Saturday, September 18, 2010

Upon my return

I have been home for one week from my third trip to Sierra Leone in the past year. It is so great to return home to so many people who sincerely ask the questions "how was your trip?" and "how are you since being home?". I feel like I always give such an inadequate answer and I truly wish I had a more to offer, but the truth is I am fine, but to quote Kay Warren, I am gloriously ruined forever. Each time I go over, I become more and more invested with every part of my being and so returning becomes more and more difficult. My children over there have learned that they can trust my love and they share more about their life and how they are truly feeling and that leads simply to my understanding that they need a forever family. This trip provided opportunities for me to truly "parent" many of the orphans that live at The Covering. It is such a blessing to be able to pour God's love into their lives and to speak truths over them. I have said this before, but what did I do to deserve such blessings in my life? If I can only give back 1/10 of what those children have done for me that will be an accomplishment!
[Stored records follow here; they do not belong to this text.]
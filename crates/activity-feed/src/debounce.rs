use std::time::{Duration, Instant};

/// Default delay before a search keystroke takes effect.
pub const DEFAULT_DEBOUNCE: Duration = Duration::from_millis(250);

/// Cancellable, restartable timer holding at most one pending value.
///
/// Scheduling replaces whatever is pending and restarts the delay, so only the
/// most recently scheduled value can ever be delivered by [`Debouncer::poll`].
/// The owner drives it from its event loop; nothing runs on another thread.
#[derive(Debug)]
pub struct Debouncer<T> {
    delay: Duration,
    generation: u64,
    pending: Option<Pending<T>>,
}

#[derive(Debug)]
struct Pending<T> {
    value: T,
    due: Instant,
    generation: u64,
}

impl<T> Debouncer<T> {
    pub fn new(delay: Duration) -> Self {
        Self {
            delay,
            generation: 0,
            pending: None,
        }
    }

    pub fn delay(&self) -> Duration {
        self.delay
    }

    /// Schedules `value` to fire `delay` after `now`, superseding any pending
    /// value. Returns the generation of the new schedule.
    pub fn schedule(&mut self, value: T, now: Instant) -> u64 {
        self.generation += 1;
        self.pending = Some(Pending {
            value,
            due: now + self.delay,
            generation: self.generation,
        });
        self.generation
    }

    /// Drops the pending value, if any.
    pub fn cancel(&mut self) {
        self.generation += 1;
        self.pending = None;
    }

    pub fn is_pending(&self) -> bool {
        self.pending.is_some()
    }

    /// Time left until the pending value is due, zero if overdue.
    pub fn time_left(&self, now: Instant) -> Option<Duration> {
        self.pending
            .as_ref()
            .map(|pending| pending.due.saturating_duration_since(now))
    }

    /// Delivers the pending value once it is due.
    pub fn poll(&mut self, now: Instant) -> Option<T> {
        match &self.pending {
            Some(pending) if pending.due <= now && pending.generation == self.generation => {
                self.pending.take().map(|pending| pending.value)
            }
            _ => None,
        }
    }

    /// Delivers the pending value immediately, ignoring the delay.
    pub fn flush(&mut self) -> Option<T> {
        self.pending.take().map(|pending| pending.value)
    }
}

impl<T> Default for Debouncer<T> {
    fn default() -> Self {
        Self::new(DEFAULT_DEBOUNCE)
    }
}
The weeks leading up to our trip, we were busy raising funds to move to the new building. It was crazy to think we could raise $18,000 in one month, but yes we did it!! We got to see our kids living in the new center with so much more space and we were able to stay at the guest house which was only a short walk to the center. The close proximity allowed us to spend more time with the kids. The children could even see us from their third floor window. We were without electricity for much of the trip so we all put our make up on outside on the balcony. One morning we heard lots of little voices from across the way screaming "aunty, aunty". I won't lie, I would do about anything to hear that right now! We were also able to enjoy their bedtime prayer almost every night. I cannot describe what it feels like to have a child lead you into the presence of the Lord and to hear them pray for me and my life is a very humbling experience, but one that I hope all of my readers experience someday.
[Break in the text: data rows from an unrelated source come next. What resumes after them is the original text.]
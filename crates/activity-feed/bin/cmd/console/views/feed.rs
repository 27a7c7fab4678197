use activity_feed::RenderedEntry;
use ratatui::{
    layout::{Constraint, Rect},
    style::{Color, Modifier, Style},
    symbols::border,
    text::{Line, Span, Text},
    widgets::{Block, Cell, HighlightSpacing, Row, Table, TableState},
    Frame,
};

use crate::cmd::console::widgets::formatters::{segment_spans, to_color};

/// Counts shown in the feed panel title
pub(crate) struct FeedCounts {
    pub(crate) shown: usize,
    pub(crate) matching: usize,
    pub(crate) total: usize,
}

/// Renders the window of the feed as a table, one entry per row
pub(crate) fn render_feed_panel(
    entries: &[RenderedEntry],
    counts: FeedCounts,
    title: &str,
    area: Rect,
    frame: &mut Frame,
    table_state: &mut TableState,
    is_focused: bool,
) {
    let border_set = if is_focused {
        border::THICK
    } else {
        border::PLAIN
    };

    let more = if counts.shown < counts.matching {
        " ↓"
    } else {
        ""
    };

    let block = Block::bordered()
        .title(format!(" {} ", title))
        .title_bottom(
            Line::from(format!(
                " [{}/{} of {}]{} ",
                counts.shown, counts.matching, counts.total, more
            ))
            .right_aligned(),
        )
        .border_set(border_set);

    let inner_area = block.inner(area);
    frame.render_widget(block, area);

    // icon, date, time and go-to columns plus spacing
    let entry_width = (inner_area.width.saturating_sub(2 + 19 + 9 + 6 + 6) as usize).max(20);

    let header_style = Style::default()
        .fg(Color::Yellow)
        .add_modifier(Modifier::BOLD);

    let header = Row::new(vec!["", "Date", "Time", "Entry", "Go to"])
        .style(header_style)
        .height(1);

    let rows: Vec<Row> = entries
        .iter()
        .enumerate()
        .map(|(index, entry)| {
            let icon = Cell::from(entry.icon.glyph().to_string())
                .style(Style::default().fg(to_color(entry.color)));

            let mut spans = segment_spans(&entry.description, entry_width);
            let used: usize = spans.iter().map(|span| span.content.chars().count()).sum();
            if !entry.object.is_empty() && used < entry_width {
                if !spans
                    .last()
                    .map(|span| span.content.ends_with(' '))
                    .unwrap_or(true)
                {
                    spans.push(Span::raw(" "));
                }
                spans.extend(segment_spans(
                    &entry.object,
                    entry_width.saturating_sub(used + 1),
                ));
            }

            let go_to = if entry.is_navigable() { "  →" } else { "" };

            let row = Row::new(vec![
                icon,
                Cell::from(entry.date.clone()),
                Cell::from(entry.time.clone()),
                Cell::from(Line::from(spans)),
                Cell::from(go_to),
            ]);

            if index % 2 == 1 {
                row.style(Style::default().bg(Color::Rgb(0x1c, 0x1c, 0x1c)))
            } else {
                row
            }
        })
        .collect();

    let widths = [
        Constraint::Length(2),
        Constraint::Length(19), // "September 30, 2021"
        Constraint::Length(9),  // "09:15 AM"
        Constraint::Min(20),
        Constraint::Length(6),
    ];

    let selected_row_style = Style::default()
        .add_modifier(Modifier::REVERSED)
        .bg(Color::DarkGray);

    let table = Table::new(rows, widths)
        .header(header)
        .row_highlight_style(selected_row_style)
        .highlight_symbol(Text::from(">"))
        .highlight_spacing(HighlightSpacing::Always);

    frame.render_stateful_widget(table, inner_area, table_state);
}
use activity_feed::{ActivityFeed, LoadState, RenderedEntry};
use ratatui::{
    layout::Rect,
    style::Stylize,
    symbols::border,
    text::Line,
    widgets::{Block, Paragraph, TableState},
    Frame,
};

use crate::cmd::console::state::Focus;
use crate::cmd::console::widgets::formatters::spinner_frame;

use super::feed::{render_feed_panel, FeedCounts};
use super::inspect::render_inspect_popup;

/// Renders the feed area including loading, error and empty states
#[allow(clippy::too_many_arguments)]
pub(crate) fn render_main_view(
    frame: &mut Frame,
    area: Rect,
    feed: &ActivityFeed,
    rendered: &[RenderedEntry],
    title: &str,
    source_label: &str,
    table_state: &mut TableState,
    focus: Focus,
    inspected: Option<&RenderedEntry>,
    tick: usize,
) {
    match feed.state() {
        LoadState::Loading => {
            let loading_text = vec![
                Line::from(""),
                Line::from(format!("{} Loading project logs", spinner_frame(tick)))
                    .blue()
                    .bold()
                    .centered(),
                Line::from(""),
                Line::from(source_label.to_string()).dark_gray().centered(),
            ];

            let block = Block::bordered()
                .title(format!(" {} ", title))
                .border_set(border::THICK);
            frame.render_widget(Paragraph::new(loading_text).block(block), area);
            return;
        }
        LoadState::Failed(e) => {
            let error_text = vec![
                Line::from(""),
                Line::from("Error").red().bold().centered(),
                Line::from(""),
                Line::from(e.to_string()).red().centered(),
                Line::from(""),
                Line::from(format!("Press <r> to retry loading {}", source_label))
                    .yellow()
                    .centered(),
            ];

            let block = Block::bordered()
                .title(format!(" {} ", title))
                .border_set(border::THICK);
            frame.render_widget(Paragraph::new(error_text).block(block), area);
            return;
        }
        LoadState::Ready => {}
    }

    if feed.view_len() == 0 {
        let message = if feed.backup().is_empty() {
            "No activity recorded for this team yet"
        } else {
            "No logs match the current filters"
        };
        let empty_text = vec![
            Line::from(""),
            Line::from(message).yellow().centered(),
        ];

        let block = Block::bordered()
            .title(format!(" {} ", title))
            .border_set(border::THICK);
        frame.render_widget(Paragraph::new(empty_text).block(block), area);
        return;
    }

    render_feed_panel(
        rendered,
        FeedCounts {
            shown: feed.shown(),
            matching: feed.view_len(),
            total: feed.backup().len(),
        },
        title,
        area,
        frame,
        table_state,
        focus == Focus::List,
    );

    if focus == Focus::Inspect {
        if let Some(entry) = inspected {
            render_inspect_popup(entry, area, frame);
        }
    }
}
I continued to build my relationship with Sam, Betty and Fallah but I also developed some close relationships with other kids as well. All of these kids are amazing and I love how God can make more room in your heart for a child that might need attention that day or for the short week I was there. I can say with all honesty that I miss them and I am sad to not be with them. Thankfully, I have a family here that shares in my desire to love on these kids and the people of Sierra Leone. It would be my desire to take my entire family over to share in this experience together. Fran is ready. Malachi is more than ready since his last visit in May. McKenna says she is ready (but she is afraid of the shot). Mackaden is great as long as mom and dad are there! God willing...

This was such a special time talking with Sam. We talked about some of his dreams and things that I will remember forever. Also, some things that I will remind him of in the future!

Loved the beach with my kids!

This is Foday Kamara. Some of our very dear friends sponsor him and I LOVED getting to know him better this week. He and his brother, Suwaju, were always very close to my side. I love them both!

This is probably my favorite picture of my sweet Betty and her mother, Matilda. I can still feel the love that was in that room between all of us.

She enjoyed trying on her new clothes and I enjoyed watching her model them like every other almost 12-year-old little girl.

I just love her and I am so thankful for who she is in my life. For those of you who don't know, this is Erica and she and her husband, Jason, are the founders of The Raining Season. Oh, and she is also my cousin. (Fran would argue it's his cousin, but whatever...ask her :)

Would you look at this handsome boy. He was completing his VBS class on this day.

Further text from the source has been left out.